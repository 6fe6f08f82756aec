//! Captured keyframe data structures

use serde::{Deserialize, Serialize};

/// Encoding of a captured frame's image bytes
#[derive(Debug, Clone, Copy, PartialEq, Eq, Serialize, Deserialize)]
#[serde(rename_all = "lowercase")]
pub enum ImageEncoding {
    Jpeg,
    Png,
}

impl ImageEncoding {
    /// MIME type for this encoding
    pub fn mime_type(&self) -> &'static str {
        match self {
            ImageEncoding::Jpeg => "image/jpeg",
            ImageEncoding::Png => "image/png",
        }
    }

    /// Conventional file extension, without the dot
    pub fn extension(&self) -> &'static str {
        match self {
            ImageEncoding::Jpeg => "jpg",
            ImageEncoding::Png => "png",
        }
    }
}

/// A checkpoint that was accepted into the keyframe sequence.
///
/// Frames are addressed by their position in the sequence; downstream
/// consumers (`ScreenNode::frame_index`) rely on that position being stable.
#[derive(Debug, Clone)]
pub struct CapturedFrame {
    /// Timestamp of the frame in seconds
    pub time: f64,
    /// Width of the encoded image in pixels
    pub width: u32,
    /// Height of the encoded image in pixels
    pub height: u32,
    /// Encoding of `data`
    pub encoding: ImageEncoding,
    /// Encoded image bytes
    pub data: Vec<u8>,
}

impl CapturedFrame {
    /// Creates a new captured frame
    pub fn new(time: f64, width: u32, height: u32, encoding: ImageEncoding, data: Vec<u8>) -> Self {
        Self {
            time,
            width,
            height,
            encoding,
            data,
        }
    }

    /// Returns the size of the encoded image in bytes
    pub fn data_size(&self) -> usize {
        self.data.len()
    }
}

——————————

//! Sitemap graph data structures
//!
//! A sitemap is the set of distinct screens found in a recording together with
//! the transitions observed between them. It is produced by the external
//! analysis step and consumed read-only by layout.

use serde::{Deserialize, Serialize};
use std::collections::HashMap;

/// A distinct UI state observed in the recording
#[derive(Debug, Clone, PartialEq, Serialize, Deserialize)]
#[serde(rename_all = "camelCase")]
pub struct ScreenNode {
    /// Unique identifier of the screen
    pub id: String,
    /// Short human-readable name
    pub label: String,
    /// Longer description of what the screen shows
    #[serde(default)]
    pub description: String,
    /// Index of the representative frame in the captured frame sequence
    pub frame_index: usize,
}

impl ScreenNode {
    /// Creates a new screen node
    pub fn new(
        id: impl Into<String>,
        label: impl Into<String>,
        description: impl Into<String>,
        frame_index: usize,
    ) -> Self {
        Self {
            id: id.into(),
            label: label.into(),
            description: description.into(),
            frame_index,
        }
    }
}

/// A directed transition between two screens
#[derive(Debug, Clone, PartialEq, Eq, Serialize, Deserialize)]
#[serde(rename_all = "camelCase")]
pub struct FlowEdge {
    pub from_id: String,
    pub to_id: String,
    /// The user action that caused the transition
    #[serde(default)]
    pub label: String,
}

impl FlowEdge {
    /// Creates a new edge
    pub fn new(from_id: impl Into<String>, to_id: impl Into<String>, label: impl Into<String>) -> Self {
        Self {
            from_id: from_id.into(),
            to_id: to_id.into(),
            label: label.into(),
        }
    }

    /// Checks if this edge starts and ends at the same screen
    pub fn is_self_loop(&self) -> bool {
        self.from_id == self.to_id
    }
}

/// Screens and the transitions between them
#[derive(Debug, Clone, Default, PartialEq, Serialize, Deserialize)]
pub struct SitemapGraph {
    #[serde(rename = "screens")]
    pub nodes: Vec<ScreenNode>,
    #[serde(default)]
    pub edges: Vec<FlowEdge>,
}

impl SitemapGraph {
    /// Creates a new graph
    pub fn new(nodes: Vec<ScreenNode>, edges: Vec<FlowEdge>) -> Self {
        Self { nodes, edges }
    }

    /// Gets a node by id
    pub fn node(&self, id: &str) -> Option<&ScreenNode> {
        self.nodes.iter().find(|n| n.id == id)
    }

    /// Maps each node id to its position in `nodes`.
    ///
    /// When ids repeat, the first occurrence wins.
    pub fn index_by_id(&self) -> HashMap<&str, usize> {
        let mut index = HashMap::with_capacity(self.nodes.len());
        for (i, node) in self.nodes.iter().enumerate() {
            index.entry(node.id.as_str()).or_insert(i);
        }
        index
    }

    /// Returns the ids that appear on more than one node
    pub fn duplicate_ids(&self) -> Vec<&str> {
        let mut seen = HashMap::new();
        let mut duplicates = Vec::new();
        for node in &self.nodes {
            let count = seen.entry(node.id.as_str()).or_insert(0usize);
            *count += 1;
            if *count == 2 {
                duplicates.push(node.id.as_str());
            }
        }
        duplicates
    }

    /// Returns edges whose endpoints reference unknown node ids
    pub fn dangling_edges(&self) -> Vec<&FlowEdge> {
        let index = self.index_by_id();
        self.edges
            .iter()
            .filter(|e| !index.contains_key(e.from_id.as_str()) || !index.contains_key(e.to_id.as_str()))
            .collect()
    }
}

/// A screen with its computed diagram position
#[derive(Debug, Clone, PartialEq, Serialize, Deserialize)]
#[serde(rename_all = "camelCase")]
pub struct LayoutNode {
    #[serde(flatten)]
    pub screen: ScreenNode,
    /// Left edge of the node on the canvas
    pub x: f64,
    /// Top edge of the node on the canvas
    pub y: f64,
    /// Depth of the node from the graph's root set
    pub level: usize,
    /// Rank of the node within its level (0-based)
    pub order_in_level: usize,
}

——————————

▶ _What to do_:
Lines in the listing that include the word "impl": how many are there? Give the number alone.

▶ _Exercise answer_:
9